START Source material
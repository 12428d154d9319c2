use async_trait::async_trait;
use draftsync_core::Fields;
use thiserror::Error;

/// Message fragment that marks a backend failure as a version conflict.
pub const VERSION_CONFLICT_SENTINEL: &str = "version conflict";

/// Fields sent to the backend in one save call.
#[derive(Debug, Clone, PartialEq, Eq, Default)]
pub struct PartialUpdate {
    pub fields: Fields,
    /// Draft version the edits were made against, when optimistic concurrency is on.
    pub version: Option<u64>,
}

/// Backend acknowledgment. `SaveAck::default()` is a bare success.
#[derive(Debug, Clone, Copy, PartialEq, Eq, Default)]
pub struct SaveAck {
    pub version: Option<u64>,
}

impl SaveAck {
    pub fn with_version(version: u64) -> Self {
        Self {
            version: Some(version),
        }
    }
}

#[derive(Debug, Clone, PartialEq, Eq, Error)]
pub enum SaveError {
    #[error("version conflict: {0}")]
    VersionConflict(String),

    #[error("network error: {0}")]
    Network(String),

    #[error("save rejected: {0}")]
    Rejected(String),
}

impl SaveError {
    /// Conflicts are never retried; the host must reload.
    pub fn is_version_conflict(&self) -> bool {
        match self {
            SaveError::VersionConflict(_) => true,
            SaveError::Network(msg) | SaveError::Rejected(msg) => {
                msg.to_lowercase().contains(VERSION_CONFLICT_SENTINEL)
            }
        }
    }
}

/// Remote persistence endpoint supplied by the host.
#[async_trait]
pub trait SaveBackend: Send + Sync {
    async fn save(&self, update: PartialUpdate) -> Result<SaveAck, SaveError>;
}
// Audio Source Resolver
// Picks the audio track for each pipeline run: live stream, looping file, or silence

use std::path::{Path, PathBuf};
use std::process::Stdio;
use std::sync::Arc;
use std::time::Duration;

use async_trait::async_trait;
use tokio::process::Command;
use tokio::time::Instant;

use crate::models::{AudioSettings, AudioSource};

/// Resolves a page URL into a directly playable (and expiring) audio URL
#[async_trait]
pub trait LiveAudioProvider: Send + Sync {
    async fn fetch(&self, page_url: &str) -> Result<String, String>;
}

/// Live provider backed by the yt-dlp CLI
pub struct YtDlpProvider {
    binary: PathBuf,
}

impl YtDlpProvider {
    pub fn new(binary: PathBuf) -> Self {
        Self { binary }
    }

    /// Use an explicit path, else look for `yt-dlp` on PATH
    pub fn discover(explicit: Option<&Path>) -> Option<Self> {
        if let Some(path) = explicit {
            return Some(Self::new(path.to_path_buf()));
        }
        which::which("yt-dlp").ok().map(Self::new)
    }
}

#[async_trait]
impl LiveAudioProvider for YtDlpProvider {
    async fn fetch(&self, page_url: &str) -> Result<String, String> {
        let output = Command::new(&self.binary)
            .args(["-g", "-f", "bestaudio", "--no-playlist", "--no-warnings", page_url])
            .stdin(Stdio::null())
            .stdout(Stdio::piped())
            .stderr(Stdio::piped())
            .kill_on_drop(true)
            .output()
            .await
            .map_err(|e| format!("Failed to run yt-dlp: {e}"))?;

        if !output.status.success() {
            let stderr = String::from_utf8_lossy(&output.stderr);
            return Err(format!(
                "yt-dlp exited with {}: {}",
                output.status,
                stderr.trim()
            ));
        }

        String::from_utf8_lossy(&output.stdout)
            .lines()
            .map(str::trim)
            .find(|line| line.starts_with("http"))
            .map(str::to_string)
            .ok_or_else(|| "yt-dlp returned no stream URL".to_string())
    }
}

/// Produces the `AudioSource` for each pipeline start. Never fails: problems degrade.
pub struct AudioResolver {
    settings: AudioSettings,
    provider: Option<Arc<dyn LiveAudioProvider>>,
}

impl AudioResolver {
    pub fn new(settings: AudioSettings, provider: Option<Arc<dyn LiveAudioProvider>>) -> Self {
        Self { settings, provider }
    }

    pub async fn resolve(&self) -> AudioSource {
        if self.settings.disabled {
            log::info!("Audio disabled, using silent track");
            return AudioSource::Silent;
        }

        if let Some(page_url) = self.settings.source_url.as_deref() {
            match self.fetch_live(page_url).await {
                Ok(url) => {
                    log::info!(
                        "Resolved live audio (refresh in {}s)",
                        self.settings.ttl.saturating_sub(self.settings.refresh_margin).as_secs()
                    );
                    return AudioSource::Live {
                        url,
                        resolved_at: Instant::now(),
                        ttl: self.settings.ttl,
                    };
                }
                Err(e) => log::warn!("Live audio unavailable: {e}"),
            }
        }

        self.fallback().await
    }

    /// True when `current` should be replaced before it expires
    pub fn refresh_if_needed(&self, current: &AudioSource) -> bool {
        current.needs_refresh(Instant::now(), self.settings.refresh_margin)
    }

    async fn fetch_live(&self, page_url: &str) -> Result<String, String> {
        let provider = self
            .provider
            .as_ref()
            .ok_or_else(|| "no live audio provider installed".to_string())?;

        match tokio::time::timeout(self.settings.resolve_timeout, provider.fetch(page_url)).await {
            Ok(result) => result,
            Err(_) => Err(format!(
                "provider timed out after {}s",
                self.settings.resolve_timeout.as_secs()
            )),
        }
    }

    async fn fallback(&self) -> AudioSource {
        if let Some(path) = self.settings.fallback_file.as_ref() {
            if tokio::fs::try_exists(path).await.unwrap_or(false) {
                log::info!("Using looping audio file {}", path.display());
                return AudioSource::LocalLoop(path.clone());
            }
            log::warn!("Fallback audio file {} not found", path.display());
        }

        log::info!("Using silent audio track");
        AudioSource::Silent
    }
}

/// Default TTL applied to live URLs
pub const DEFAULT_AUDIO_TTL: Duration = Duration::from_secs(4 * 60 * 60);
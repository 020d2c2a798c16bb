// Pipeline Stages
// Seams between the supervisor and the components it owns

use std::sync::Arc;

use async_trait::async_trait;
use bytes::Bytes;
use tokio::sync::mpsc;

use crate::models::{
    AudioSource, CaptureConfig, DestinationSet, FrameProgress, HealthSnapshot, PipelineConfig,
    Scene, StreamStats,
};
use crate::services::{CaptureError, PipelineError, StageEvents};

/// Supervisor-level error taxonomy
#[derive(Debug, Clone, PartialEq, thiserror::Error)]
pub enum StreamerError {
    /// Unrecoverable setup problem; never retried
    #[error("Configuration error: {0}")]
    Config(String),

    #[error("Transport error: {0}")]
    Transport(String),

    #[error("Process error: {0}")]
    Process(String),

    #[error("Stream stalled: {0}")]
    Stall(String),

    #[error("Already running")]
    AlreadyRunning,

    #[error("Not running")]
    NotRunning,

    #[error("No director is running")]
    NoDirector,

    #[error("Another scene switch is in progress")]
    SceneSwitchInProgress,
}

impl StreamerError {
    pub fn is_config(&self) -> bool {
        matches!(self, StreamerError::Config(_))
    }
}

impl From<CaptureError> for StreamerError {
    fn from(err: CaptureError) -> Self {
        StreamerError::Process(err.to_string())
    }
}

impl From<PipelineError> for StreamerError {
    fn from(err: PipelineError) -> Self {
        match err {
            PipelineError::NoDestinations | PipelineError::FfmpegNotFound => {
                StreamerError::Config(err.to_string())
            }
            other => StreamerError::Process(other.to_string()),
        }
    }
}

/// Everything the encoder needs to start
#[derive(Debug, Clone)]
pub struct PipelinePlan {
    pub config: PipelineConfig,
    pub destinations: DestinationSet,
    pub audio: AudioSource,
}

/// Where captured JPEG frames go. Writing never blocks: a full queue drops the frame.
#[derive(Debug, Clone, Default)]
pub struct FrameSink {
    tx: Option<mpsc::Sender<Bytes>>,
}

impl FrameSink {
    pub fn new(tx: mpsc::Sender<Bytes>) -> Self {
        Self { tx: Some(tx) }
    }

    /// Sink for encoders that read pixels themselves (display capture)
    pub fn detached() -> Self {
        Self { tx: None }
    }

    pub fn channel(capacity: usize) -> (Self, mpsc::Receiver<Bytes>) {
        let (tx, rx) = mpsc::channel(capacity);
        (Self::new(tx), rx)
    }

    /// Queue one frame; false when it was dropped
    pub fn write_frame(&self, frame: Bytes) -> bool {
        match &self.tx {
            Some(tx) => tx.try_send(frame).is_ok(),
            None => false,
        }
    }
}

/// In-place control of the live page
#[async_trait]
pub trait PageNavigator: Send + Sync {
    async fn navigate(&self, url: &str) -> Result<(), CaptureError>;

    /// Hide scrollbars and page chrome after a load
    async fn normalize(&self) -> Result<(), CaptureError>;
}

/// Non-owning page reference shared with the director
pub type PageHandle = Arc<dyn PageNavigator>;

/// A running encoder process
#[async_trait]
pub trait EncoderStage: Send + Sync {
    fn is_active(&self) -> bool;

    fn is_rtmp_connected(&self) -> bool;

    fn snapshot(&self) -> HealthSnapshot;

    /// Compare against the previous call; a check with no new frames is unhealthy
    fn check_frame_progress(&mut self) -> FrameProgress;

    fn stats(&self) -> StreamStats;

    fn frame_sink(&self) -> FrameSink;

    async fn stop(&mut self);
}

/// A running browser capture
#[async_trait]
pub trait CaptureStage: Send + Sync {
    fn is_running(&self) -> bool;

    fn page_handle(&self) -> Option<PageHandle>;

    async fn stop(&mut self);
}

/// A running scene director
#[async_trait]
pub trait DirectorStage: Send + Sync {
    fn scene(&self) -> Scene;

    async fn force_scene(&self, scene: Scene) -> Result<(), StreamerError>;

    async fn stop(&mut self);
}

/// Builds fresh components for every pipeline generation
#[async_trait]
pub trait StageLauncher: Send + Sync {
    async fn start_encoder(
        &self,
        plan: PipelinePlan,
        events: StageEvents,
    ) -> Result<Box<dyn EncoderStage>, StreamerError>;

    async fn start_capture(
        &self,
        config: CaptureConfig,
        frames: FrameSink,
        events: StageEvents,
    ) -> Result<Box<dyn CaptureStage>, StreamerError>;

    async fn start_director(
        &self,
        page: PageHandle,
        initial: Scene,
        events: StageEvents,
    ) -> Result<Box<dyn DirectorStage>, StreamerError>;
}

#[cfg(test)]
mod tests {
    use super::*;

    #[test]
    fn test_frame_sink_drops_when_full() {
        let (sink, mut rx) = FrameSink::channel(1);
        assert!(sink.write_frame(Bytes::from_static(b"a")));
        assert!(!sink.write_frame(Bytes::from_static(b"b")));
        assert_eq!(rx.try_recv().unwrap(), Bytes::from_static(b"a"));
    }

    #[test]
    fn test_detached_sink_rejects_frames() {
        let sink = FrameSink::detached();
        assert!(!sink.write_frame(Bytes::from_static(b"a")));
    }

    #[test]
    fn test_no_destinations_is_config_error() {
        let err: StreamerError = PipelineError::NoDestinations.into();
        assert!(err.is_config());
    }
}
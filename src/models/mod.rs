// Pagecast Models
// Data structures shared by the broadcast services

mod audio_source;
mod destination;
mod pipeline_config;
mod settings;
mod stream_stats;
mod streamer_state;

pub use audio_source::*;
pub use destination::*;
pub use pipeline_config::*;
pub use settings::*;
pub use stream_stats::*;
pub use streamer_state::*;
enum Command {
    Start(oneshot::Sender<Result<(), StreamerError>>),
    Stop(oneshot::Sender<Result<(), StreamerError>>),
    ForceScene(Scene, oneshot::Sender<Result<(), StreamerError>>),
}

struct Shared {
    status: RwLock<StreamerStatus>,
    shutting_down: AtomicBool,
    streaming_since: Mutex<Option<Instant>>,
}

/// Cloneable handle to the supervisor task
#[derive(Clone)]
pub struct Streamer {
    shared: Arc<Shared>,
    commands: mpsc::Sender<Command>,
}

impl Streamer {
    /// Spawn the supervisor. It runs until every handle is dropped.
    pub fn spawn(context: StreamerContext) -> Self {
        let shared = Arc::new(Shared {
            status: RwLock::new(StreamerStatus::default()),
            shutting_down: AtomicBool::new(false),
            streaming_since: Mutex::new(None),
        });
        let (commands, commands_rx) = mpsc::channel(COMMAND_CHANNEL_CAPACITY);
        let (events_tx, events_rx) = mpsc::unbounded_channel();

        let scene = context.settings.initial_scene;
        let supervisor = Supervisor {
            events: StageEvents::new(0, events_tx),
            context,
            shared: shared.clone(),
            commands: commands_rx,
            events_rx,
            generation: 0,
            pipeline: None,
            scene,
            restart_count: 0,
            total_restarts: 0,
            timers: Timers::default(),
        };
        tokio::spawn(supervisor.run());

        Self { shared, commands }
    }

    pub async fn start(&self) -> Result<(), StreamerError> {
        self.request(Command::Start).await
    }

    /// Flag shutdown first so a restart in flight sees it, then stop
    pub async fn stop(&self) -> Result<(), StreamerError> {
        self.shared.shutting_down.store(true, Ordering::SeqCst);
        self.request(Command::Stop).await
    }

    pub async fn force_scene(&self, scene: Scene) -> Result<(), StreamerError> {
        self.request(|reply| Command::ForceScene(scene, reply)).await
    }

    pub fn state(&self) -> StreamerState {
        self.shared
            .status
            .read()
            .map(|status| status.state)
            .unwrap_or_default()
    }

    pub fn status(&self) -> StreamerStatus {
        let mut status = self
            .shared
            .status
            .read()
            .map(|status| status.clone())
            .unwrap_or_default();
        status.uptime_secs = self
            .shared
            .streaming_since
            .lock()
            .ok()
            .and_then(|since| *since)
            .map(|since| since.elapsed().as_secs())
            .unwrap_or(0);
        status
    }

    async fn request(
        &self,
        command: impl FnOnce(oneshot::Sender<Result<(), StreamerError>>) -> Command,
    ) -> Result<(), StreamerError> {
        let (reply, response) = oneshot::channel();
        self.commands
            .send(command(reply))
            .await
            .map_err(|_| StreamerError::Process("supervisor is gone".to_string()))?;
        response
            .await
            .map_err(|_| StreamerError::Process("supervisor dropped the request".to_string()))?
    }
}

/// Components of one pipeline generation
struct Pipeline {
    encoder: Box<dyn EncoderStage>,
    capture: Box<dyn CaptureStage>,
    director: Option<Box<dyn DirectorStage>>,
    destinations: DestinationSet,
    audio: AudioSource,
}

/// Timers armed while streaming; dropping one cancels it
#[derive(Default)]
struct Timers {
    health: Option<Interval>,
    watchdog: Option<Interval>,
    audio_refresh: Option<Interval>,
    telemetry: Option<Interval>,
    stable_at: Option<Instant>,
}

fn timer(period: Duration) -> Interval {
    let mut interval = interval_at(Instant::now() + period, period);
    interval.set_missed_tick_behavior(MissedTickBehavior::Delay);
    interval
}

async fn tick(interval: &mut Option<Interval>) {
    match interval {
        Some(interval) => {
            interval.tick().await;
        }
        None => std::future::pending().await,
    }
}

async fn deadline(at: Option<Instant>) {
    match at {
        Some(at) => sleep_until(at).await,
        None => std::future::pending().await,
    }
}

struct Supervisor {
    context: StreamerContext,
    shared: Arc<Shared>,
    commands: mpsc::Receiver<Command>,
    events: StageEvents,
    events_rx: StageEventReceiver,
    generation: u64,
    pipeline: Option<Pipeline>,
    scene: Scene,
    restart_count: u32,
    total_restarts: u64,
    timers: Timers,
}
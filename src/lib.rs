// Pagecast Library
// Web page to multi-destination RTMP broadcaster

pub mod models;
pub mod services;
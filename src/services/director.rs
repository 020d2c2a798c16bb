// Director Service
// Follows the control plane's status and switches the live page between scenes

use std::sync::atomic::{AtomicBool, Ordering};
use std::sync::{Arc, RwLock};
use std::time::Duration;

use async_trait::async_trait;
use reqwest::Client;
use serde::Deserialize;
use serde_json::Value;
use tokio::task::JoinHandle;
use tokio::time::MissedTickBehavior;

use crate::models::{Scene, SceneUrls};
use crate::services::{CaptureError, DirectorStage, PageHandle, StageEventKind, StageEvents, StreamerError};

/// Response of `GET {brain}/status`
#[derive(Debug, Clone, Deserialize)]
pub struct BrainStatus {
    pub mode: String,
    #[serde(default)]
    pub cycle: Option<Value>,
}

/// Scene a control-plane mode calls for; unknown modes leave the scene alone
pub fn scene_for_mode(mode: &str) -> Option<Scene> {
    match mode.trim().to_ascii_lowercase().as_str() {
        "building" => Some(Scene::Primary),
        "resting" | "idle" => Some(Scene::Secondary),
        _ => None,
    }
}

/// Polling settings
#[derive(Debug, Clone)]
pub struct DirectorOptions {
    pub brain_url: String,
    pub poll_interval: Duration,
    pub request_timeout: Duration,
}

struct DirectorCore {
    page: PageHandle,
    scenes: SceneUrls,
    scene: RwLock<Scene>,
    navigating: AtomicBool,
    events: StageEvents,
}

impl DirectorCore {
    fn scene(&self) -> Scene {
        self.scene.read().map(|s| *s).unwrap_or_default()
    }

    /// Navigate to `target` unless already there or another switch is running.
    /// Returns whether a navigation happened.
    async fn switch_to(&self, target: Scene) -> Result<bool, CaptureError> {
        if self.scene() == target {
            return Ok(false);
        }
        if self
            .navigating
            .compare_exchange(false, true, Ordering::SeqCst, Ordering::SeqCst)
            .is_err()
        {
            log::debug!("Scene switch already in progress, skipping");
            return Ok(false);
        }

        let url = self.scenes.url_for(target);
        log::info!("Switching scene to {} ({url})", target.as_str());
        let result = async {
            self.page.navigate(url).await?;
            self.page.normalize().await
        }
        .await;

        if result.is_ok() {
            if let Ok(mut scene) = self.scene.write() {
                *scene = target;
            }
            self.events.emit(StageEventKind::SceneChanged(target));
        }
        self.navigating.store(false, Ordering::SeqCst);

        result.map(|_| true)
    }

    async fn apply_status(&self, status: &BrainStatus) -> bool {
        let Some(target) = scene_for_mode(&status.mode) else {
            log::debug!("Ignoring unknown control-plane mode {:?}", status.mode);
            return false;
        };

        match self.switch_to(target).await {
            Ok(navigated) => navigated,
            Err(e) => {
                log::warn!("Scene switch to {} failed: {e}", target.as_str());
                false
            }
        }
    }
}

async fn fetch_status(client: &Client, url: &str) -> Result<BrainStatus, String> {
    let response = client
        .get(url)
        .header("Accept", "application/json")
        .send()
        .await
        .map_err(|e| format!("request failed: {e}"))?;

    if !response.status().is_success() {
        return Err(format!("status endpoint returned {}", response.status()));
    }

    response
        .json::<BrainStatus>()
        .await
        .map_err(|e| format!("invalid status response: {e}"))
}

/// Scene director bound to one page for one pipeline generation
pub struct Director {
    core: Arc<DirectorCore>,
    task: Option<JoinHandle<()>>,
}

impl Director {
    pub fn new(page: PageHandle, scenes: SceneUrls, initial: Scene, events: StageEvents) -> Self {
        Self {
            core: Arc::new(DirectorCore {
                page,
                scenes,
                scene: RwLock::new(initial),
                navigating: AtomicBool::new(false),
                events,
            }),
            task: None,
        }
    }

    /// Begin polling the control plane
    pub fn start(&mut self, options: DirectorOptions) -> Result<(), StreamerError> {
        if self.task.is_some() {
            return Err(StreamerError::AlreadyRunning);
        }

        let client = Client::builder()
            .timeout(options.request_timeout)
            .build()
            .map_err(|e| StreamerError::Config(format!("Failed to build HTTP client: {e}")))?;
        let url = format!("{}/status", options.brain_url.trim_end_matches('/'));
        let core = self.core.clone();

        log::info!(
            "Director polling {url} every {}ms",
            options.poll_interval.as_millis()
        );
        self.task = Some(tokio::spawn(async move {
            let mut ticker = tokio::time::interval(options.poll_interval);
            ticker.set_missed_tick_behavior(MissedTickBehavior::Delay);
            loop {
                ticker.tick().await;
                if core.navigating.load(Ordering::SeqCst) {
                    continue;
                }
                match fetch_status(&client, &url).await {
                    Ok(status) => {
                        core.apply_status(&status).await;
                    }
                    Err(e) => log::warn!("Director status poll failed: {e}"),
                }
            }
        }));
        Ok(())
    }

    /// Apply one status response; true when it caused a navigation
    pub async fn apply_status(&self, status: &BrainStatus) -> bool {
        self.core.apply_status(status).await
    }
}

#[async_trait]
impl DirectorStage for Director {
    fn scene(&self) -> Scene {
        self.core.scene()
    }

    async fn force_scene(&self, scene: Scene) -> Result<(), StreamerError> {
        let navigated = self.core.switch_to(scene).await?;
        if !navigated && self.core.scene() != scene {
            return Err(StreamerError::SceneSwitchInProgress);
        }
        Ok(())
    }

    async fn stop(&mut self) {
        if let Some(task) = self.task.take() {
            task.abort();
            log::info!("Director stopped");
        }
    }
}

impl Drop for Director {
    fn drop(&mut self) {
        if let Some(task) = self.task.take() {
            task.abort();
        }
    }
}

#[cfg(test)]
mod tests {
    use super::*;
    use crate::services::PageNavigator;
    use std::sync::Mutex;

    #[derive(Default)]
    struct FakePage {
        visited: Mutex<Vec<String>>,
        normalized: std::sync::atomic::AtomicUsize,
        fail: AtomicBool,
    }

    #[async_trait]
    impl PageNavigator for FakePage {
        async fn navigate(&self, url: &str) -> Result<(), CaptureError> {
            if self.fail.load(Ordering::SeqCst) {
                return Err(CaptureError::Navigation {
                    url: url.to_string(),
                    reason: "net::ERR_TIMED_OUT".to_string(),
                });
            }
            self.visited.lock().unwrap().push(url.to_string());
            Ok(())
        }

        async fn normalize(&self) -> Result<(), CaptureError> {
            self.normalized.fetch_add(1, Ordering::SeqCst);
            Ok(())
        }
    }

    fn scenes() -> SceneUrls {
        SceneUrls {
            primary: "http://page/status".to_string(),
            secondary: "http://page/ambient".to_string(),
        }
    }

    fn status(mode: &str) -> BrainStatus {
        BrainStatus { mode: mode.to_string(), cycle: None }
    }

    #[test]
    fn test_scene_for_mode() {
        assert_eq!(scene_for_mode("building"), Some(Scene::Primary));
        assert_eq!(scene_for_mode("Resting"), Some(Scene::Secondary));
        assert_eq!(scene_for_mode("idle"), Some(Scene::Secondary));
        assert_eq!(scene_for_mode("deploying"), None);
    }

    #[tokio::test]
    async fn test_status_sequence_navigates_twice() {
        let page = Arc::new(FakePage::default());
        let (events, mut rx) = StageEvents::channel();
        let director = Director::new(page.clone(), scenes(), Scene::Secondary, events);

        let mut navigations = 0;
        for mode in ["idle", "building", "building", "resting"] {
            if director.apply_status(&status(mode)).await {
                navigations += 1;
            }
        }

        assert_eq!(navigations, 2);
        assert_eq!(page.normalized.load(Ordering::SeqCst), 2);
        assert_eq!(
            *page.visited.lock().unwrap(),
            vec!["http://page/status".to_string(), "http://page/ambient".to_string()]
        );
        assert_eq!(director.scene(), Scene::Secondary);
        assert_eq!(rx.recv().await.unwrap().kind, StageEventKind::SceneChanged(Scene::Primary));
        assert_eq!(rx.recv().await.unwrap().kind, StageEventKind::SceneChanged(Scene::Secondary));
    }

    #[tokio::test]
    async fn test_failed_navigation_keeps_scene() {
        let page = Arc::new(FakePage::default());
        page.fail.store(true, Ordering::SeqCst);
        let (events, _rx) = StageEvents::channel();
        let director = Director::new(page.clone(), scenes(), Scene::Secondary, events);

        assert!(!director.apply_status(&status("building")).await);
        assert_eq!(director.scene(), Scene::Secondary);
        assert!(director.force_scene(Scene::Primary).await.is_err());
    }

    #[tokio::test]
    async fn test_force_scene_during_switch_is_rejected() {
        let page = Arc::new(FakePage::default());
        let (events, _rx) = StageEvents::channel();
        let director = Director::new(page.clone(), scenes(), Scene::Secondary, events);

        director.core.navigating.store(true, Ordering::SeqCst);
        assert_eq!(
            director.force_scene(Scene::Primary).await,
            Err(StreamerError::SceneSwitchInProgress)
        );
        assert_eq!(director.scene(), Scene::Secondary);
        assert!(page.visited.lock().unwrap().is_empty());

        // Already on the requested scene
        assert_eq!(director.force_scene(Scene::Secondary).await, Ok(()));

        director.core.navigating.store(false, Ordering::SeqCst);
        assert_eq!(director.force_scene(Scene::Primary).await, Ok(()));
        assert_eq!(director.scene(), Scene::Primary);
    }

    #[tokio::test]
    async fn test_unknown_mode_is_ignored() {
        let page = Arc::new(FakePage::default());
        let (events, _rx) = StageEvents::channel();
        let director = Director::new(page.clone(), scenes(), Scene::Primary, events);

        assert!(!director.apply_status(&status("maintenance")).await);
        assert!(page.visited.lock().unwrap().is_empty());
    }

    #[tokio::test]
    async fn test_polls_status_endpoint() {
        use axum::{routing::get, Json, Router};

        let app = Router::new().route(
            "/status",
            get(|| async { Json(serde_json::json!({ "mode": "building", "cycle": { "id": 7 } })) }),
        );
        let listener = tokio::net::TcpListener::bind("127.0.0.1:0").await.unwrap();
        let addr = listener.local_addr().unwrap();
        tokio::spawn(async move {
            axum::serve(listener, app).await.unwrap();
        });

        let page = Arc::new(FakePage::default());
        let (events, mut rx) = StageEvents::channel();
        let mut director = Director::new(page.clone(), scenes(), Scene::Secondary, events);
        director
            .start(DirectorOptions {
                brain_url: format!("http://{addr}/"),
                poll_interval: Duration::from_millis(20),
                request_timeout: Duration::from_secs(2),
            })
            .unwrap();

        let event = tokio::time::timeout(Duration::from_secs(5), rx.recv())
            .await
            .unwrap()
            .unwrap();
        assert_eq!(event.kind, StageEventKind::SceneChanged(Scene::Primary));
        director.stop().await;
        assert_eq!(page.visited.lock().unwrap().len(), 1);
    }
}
END Source material
## Your objective
Go line by line through the records above and copy each one containing "period".

## Response
fn timer(period: Duration) -> Interval {
    let mut interval = interval_at(Instant::now() + period, period);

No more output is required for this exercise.